Brain metastases are the most common intracranial tumours and occur in 20-40% of all cancer patients. Lung cancer, breast cancer, and melanoma are the most frequent primary cancer to develop brain metastases. Treatment options include surgical resection, whole brain radiotherapy, stereotactic radiosurgery and systemic treatment such as targeted or immune therapy. Anatomical magnetic resonance imaging (MRI) of the tumour (in particular post-Gadolinium T1-weighted and T2-weighted FLAIR) provide information about lesion morphology and structure, and are routinely used in clinical practice for both detection and treatment response evaluation for brain metastases.

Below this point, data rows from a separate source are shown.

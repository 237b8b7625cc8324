//! Statement and statement-source models.

use std::fmt;
use std::path::{Path, PathBuf};

/// A fully substituted, ready-to-execute SQL text.
#[derive(Debug, Clone, PartialEq, Eq, Hash)]
pub struct Statement(String);

impl Statement {
    pub fn new(sql: impl Into<String>) -> Self {
        Self(sql.into())
    }

    pub fn as_str(&self) -> &str {
        &self.0
    }

    pub fn into_inner(self) -> String {
        self.0
    }
}

impl fmt::Display for Statement {
    fn fmt(&self, f: &mut fmt::Formatter<'_>) -> fmt::Result {
        f.write_str(&self.0)
    }
}

impl AsRef<str> for Statement {
    fn as_ref(&self) -> &str {
        &self.0
    }
}

/// Where the template text of a statement comes from.
#[derive(Debug, Clone, PartialEq, Eq)]
pub enum StatementSource {
    /// SQL template text given directly.
    Inline(String),
    /// Path to a file holding the SQL template text (UTF-8).
    File(PathBuf),
}

impl StatementSource {
    /// Treat `source` as a file path when such a file exists, as inline SQL otherwise.
    pub fn detect(source: &str) -> Self {
        let path = Path::new(source);
        if path.is_file() {
            Self::File(path.to_path_buf())
        } else {
            Self::Inline(source.to_string())
        }
    }

    pub fn inline(sql: impl Into<String>) -> Self {
        Self::Inline(sql.into())
    }

    pub fn file(path: impl Into<PathBuf>) -> Self {
        Self::File(path.into())
    }
}
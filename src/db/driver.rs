//! Driver port: the capabilities the core needs from a database engine.
//!
//! Drivers are responsible for:
//! - Opening and closing the single managed connection
//! - Running statement text and handing back a cursor
//! - Turning a cursor into rows
//! - Transaction control on a connection
//! - Classifying every failure into a [`DriverErrorKind`](crate::error::DriverErrorKind)

use crate::error::DriverError;
use crate::models::{MetadataSnapshot, Row};
use async_trait::async_trait;

/// The executed statement produced nothing that can be fetched (DDL, plain DML).
#[derive(Debug, Clone, Copy, PartialEq, Eq)]
pub struct NoResultSet;

#[async_trait]
pub trait Driver: Send + Sync {
    /// A live session with the database.
    type Connection: Send;
    /// The raw outcome of one `execute` call, consumed by `fetch_rows`.
    type Cursor: Send;

    /// Open a new connection.
    async fn open(&self) -> Result<Self::Connection, DriverError>;

    /// Run a statement on the connection.
    async fn execute(
        &self,
        conn: &mut Self::Connection,
        sql: &str,
    ) -> Result<Self::Cursor, DriverError>;

    /// Materialize a cursor into rows.
    fn fetch_rows(&self, cursor: Self::Cursor) -> Result<Vec<Row>, NoResultSet>;

    async fn begin(&self, conn: &mut Self::Connection) -> Result<(), DriverError>;

    async fn commit(&self, conn: &mut Self::Connection) -> Result<(), DriverError>;

    async fn rollback(&self, conn: &mut Self::Connection) -> Result<(), DriverError>;

    /// Close a connection.
    async fn close(&self, conn: Self::Connection) -> Result<(), DriverError>;

    /// Release engine-level resources held beyond the connection itself.
    async fn dispose(&self) -> Result<(), DriverError>;

    /// Reflect the current schema through the connection.
    async fn reflect(&self, conn: &mut Self::Connection) -> Result<MetadataSnapshot, DriverError>;
}
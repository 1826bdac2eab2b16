//! Search index, scoring and result types.
//!
//! - [`index`] flattens a [`Corpus`](crate::corpus::Corpus) into [`SearchRecord`]s
//! - [`scoring`] tokenizes queries and computes relevance
//! - [`highlight`] splits text into matched and unmatched segments
//! - [`service`] ties them together behind [`SearchService`]

pub mod highlight;
pub mod index;
pub mod scoring;
pub mod service;

use std::collections::BTreeMap;
use std::fmt;

use serde::{Deserialize, Serialize};

use crate::corpus::{Certification, Experience, Project};

pub use highlight::Segment;
pub use index::SearchIndex;
pub use service::SearchService;

/// Default number of results returned by a search.
pub const DEFAULT_LIMIT: usize = 10;

/// Default minimum normalized score for a record to be returned.
pub const DEFAULT_MIN_SCORE: f64 = 0.1;

/// Curated searches offered when a query is too short to run.
pub const POPULAR_SEARCHES: [&str; 10] = [
    "Enterprise Architecture",
    "Digital Transformation",
    "Cloud Migration",
    "Gen AI",
    "Microservices",
    "API Design",
    "Security Architecture",
    "DevOps",
    "CIAM",
    "Architecture Governance",
];

/// The closed set of record categories in the index.
#[derive(Debug, Clone, Copy, PartialEq, Eq, PartialOrd, Ord, Hash, Serialize, Deserialize)]
#[serde(rename_all = "lowercase")]
pub enum RecordType {
    Project,
    Skill,
    Certification,
    Experience,
}

impl RecordType {
    pub const ALL: [Self; 4] = [
        Self::Project,
        Self::Skill,
        Self::Certification,
        Self::Experience,
    ];

    #[must_use]
    pub fn as_str(self) -> &'static str {
        match self {
            Self::Project => "project",
            Self::Skill => "skill",
            Self::Certification => "certification",
            Self::Experience => "experience",
        }
    }

    /// Multiplier applied to a record's raw score before normalization.
    #[must_use]
    pub fn boost(self) -> f64 {
        match self {
            Self::Project => 1.2,
            Self::Skill | Self::Certification => 1.1,
            Self::Experience => 1.0,
        }
    }

    /// Look up a type by name, ignoring case and surrounding whitespace.
    #[must_use]
    pub fn from_name(name: &str) -> Option<Self> {
        let name = name.trim();
        Self::ALL
            .into_iter()
            .find(|t| t.as_str().eq_ignore_ascii_case(name))
    }
}

impl fmt::Display for RecordType {
    fn fmt(&self, f: &mut fmt::Formatter<'_>) -> fmt::Result {
        f.write_str(self.as_str())
    }
}

/// Restricts a search to one record type.
#[derive(Debug, Clone, Copy, Default, PartialEq, Eq)]
pub enum TypeFilter {
    #[default]
    All,
    Only(RecordType),
}

impl TypeFilter {
    /// Parse a filter name. Anything other than a known type means `All`.
    #[must_use]
    pub fn parse(name: &str) -> Self {
        RecordType::from_name(name).map_or(Self::All, Self::Only)
    }

    #[must_use]
    pub fn admits(self, kind: RecordType) -> bool {
        match self {
            Self::All => true,
            Self::Only(only) => only == kind,
        }
    }
}

/// An individual skill together with the category it was listed under.
#[derive(Debug, Clone, PartialEq, Serialize)]
pub struct SkillEntry {
    pub skill: String,
    pub category: String,
}

/// The untransformed source entry a record was built from.
#[derive(Debug, Clone, PartialEq, Serialize)]
#[serde(tag = "kind", rename_all = "lowercase")]
pub enum RecordData {
    Project(Project),
    Skill(SkillEntry),
    Certification(Certification),
    Experience(Experience),
}

impl RecordData {
    #[must_use]
    pub fn record_type(&self) -> RecordType {
        match self {
            Self::Project(_) => RecordType::Project,
            Self::Skill(_) => RecordType::Skill,
            Self::Certification(_) => RecordType::Certification,
            Self::Experience(_) => RecordType::Experience,
        }
    }

    /// The long-form text shown under a result, if this type has one.
    #[must_use]
    pub fn description(&self) -> Option<&str> {
        let text = match self {
            Self::Project(p) => p.description.as_str(),
            Self::Experience(e) => e.description.as_str(),
            Self::Skill(_) | Self::Certification(_) => return None,
        };
        (!text.is_empty()).then_some(text)
    }
}

/// One indexed, immutable unit of searchable content.
#[derive(Debug, Clone, PartialEq, Serialize)]
pub struct SearchRecord {
    pub id: String,
    #[serde(rename = "type")]
    pub kind: RecordType,
    pub title: String,
    pub category: String,
    /// Lowercased concatenation of every matchable field.
    pub search_text: String,
    pub url: String,
    pub data: RecordData,
}

/// Title and description split into highlight segments.
#[derive(Debug, Clone, PartialEq, Serialize)]
pub struct Highlights {
    pub title: Vec<Segment>,
    #[serde(skip_serializing_if = "Option::is_none")]
    pub description: Option<Vec<Segment>>,
}

/// A ranked record.
#[derive(Debug, Clone, PartialEq, Serialize)]
pub struct SearchResult {
    #[serde(flatten)]
    pub record: SearchRecord,
    pub score: f64,
    #[serde(skip_serializing_if = "Option::is_none")]
    pub highlights: Option<Highlights>,
}

/// Options for filtering and limiting search results.
#[derive(Debug, Clone, Copy, PartialEq)]
pub struct SearchOptions {
    pub kind: TypeFilter,
    pub limit: usize,
    pub include_highlights: bool,
    pub min_score: f64,
}

impl Default for SearchOptions {
    fn default() -> Self {
        Self {
            kind: TypeFilter::All,
            limit: DEFAULT_LIMIT,
            include_highlights: true,
            min_score: DEFAULT_MIN_SCORE,
        }
    }
}

/// Everything a caller needs to render one search.
#[derive(Debug, Clone, PartialEq, Serialize)]
pub struct SearchResultSet {
    pub query: String,
    pub results: Vec<SearchResult>,
    /// Number of results returned.
    pub total: usize,
    /// Returned results grouped by record type.
    pub categories: BTreeMap<RecordType, Vec<SearchResult>>,
    pub suggestions: Vec<String>,
}

/// Post-filters for [`SearchService::advanced_search`].
#[derive(Debug, Clone, Default, PartialEq, Serialize, Deserialize)]
#[serde(default)]
pub struct AdvancedFilters {
    /// Exact category name, case-insensitive. `"all"` disables the filter.
    pub category: Option<String>,
    /// Record type name. `"all"` and unknown names disable the filter.
    #[serde(rename = "type")]
    pub kind: Option<String>,
    /// Technology mentioned anywhere in the record.
    pub technology: Option<String>,
    pub limit: Option<usize>,
}

/// Result of an advanced search: the filtered set plus the filters applied.
#[derive(Debug, Clone, PartialEq, Serialize)]
pub struct AdvancedResultSet {
    #[serde(flatten)]
    pub set: SearchResultSet,
    pub filters: AdvancedFilters,
}

/// Index sizes, for diagnostics.
#[derive(Debug, Clone, PartialEq, Eq, Serialize)]
pub struct SearchStats {
    pub total_projects: usize,
    /// Skills sub-index size, certifications included.
    pub total_skills: usize,
    pub total_experience: usize,
    pub total_items: usize,
    pub by_type: BTreeMap<RecordType, usize>,
    /// Distinct record types present, in index order.
    pub types: Vec<RecordType>,
}

/// Group results by record type, preserving rank order within each group.
#[must_use]
pub fn group_by_type(results: &[SearchResult]) -> BTreeMap<RecordType, Vec<SearchResult>> {
    let mut groups: BTreeMap<RecordType, Vec<SearchResult>> = BTreeMap::new();
    for result in results {
        groups
            .entry(result.record.kind)
            .or_default()
            .push(result.clone());
    }
    groups
}

#[cfg(test)]
mod tests {
    use super::*;

    #[test]
    fn type_filter_parses_known_names() {
        assert_eq!(TypeFilter::parse("skill"), TypeFilter::Only(RecordType::Skill));
        assert_eq!(
            TypeFilter::parse(" Experience "),
            TypeFilter::Only(RecordType::Experience)
        );
    }

    #[test]
    fn type_filter_falls_back_to_all() {
        assert_eq!(TypeFilter::parse("all"), TypeFilter::All);
        assert_eq!(TypeFilter::parse("projects"), TypeFilter::All);
        assert_eq!(TypeFilter::parse(""), TypeFilter::All);
    }

    #[test]
    fn boosts() {
        assert!((RecordType::Project.boost() - 1.2).abs() < f64::EPSILON);
        assert!((RecordType::Certification.boost() - 1.1).abs() < f64::EPSILON);
        assert!((RecordType::Experience.boost() - 1.0).abs() < f64::EPSILON);
    }

    #[test]
    fn record_type_serializes_lowercase() {
        let json = serde_json::to_string(&RecordType::Certification).unwrap();
        assert_eq!(json, "\"certification\"");
    }
}
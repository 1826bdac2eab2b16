//! folio - Relevance-ranked search over a portfolio corpus.
//!
//! A portfolio corpus (project case studies, skills with certifications, and
//! work history) is flattened once into an immutable index of uniformly
//! shaped records. Queries are tokenized, scored against every candidate
//! record, ranked, truncated and wrapped with highlight segments and
//! suggestions.
//!
//! # Modules
//!
//! - [`commands`] - High-level operations and text rendering (search, advanced, stats)
//! - [`corpus`] - Corpus types and JSON loading
//! - [`search`] - Index, scoring, highlighting and the search service
//! - [`config`] - Configuration loading
//! - [`cli`] - Command-line interface definitions

pub mod cli;
pub mod commands;
pub mod config;
pub mod corpus;
pub mod search;

#[cfg(feature = "mcp")]
pub mod mcp;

Advanced MRI biomarkers that characterize the cellular, biophysical, micro-structural and metabolic features of tumours have the potential to improve the management of brain metastases from early detection and diagnosis, to evaluating treatment response. Magnetic resonance spectroscopy (MRS), chemical exchange saturation transfer (CEST), quantitative magnetization transfer (qMT), diffusion-based tissue microstructure imaging, trans-membrane water exchange mapping, and magnetic susceptibility weighted imaging (SWI) are advanced MRI techniques that will be reviewed in this article as they pertain to brain metastases.